Work order
Your task is to restate the data word for word.

Data
>>>

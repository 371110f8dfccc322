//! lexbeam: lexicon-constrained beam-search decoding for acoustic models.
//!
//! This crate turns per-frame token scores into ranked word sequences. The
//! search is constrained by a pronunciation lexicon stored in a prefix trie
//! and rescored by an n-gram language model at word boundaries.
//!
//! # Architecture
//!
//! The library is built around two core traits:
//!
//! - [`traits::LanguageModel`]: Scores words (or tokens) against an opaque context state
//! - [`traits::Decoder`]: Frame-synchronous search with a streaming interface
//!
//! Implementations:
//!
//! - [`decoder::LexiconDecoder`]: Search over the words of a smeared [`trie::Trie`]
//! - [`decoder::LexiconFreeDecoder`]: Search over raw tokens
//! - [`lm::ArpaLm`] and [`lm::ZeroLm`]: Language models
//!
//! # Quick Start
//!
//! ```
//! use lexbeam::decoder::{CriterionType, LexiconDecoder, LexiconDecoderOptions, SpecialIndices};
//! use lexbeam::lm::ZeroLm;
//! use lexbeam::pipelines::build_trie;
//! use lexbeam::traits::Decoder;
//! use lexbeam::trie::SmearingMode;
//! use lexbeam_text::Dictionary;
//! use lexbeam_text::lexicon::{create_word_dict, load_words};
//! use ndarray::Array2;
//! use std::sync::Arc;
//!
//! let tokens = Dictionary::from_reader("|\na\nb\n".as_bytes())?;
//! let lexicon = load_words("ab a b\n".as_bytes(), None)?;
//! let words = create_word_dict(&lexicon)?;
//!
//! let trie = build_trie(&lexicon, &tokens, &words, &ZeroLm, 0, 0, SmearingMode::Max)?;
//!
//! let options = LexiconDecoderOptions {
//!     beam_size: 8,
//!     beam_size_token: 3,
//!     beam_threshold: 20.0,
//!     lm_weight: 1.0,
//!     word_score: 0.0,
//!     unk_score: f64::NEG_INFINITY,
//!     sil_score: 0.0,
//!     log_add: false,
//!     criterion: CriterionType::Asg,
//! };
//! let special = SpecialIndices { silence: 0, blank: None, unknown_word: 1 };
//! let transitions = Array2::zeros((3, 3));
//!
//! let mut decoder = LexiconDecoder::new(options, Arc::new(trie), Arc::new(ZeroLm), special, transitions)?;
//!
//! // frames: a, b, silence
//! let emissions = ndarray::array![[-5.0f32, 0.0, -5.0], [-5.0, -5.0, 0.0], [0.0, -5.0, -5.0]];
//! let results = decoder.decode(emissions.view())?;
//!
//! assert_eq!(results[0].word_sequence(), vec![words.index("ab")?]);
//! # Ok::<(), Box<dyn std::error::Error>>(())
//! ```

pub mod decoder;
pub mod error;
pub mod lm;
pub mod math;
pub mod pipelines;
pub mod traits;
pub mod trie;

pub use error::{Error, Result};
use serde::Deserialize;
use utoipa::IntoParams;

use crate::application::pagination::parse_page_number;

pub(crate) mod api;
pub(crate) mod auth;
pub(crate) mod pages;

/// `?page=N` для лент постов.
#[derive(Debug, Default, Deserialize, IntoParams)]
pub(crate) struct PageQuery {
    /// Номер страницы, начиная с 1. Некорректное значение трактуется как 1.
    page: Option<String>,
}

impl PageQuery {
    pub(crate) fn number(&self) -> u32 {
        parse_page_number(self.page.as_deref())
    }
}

<<<

Solution for this problem
repository 371110f8dfccc322
//! lexbeam: lexicon-constrained beam-search decoding for acoustic models.
//!
//! This crate turns per-frame token scores into ranked word sequences. The
//! search is constrained by a pronunciation lexicon stored in a prefix trie
//! and rescored by an n-gram language model at word boundaries.
//!
//! # Architecture
//!
//! The library is built around two core traits:
//!
//! - [`traits::LanguageModel`]: Scores words (or tokens) against an opaque context state
//! - [`traits::Decoder`]: Frame-synchronous search with a streaming interface
//!
//! Implementations:
//!
//! - [`decoder::LexiconDecoder`]: Search over the words of a smeared [`trie::Trie`]
//! - [`decoder::LexiconFreeDecoder`]: Search over raw tokens
//! - [`lm::ArpaLm`] and [`lm::ZeroLm`]: Language models
//!
//! # Quick Start
//!
//! ```
//! use lexbeam::decoder::{CriterionType, LexiconDecoder, LexiconDecoderOptions, SpecialIndices};
//! use lexbeam::lm::ZeroLm;
//! use lexbeam::pipelines::build_trie;
//! use lexbeam::traits::Decoder;
//! use lexbeam::trie::SmearingMode;
//! use lexbeam_text::Dictionary;
//! use lexbeam_text::lexicon::{create_word_dict, load_words};
//! use ndarray::Array2;
//! use std::sync::Arc;
//!
//! let tokens = Dictionary::from_reader("|\na\nb\n".as_bytes())?;
//! let lexicon = load_words("ab a b\n".as_bytes(), None)?;
//! let words = create_word_dict(&lexicon)?;
//!
//! let trie = build_trie(&lexicon, &tokens, &words, &ZeroLm, 0, 0, SmearingMode::Max)?;
//!
//! let options = LexiconDecoderOptions {
//!     beam_size: 8,
//!     beam_size_token: 3,
//!     beam_threshold: 20.0,
//!     lm_weight: 1.0,
//!     word_score: 0.0,
//!     unk_score: f64::NEG_INFINITY,
//!     sil_score: 0.0,
//!     log_add: false,
//!     criterion: CriterionType::Asg,
//! };
//! let special = SpecialIndices { silence: 0, blank: None, unknown_word: 1 };
//! let transitions = Array2::zeros((3, 3));
//!
//! let mut decoder = LexiconDecoder::new(options, Arc::new(trie), Arc::new(ZeroLm), special, transitions)?;
//!
//! // frames: a, b, silence
//! let emissions = ndarray::array![[-5.0f32, 0.0, -5.0], [-5.0, -5.0, 0.0], [0.0, -5.0, -5.0]];
//! let results = decoder.decode(emissions.view())?;
//!
//! assert_eq!(results[0].word_sequence(), vec![words.index("ab")?]);
//! # Ok::<(), Box<dyn std::error::Error>>(())
//! ```

pub mod decoder;
pub mod error;
pub mod lm;
pub mod math;
pub mod pipelines;
pub mod traits;
pub mod trie;

pub use error::{Error, Result};
use serde::Deserialize;
use utoipa::IntoParams;

use crate::application::pagination::parse_page_number;

pub(crate) mod api;
pub(crate) mod auth;
pub(crate) mod pages;

/// `?page=N` для лент постов.
#[derive(Debug, Default, Deserialize, IntoParams)]
pub(crate) struct PageQuery {
    /// Номер страницы, начиная с 1. Некорректное значение трактуется как 1.
    page: Option<String>,
}

impl PageQuery {
    pub(crate) fn number(&self) -> u32 {
        parse_page_number(self.page.as_deref())
    }
}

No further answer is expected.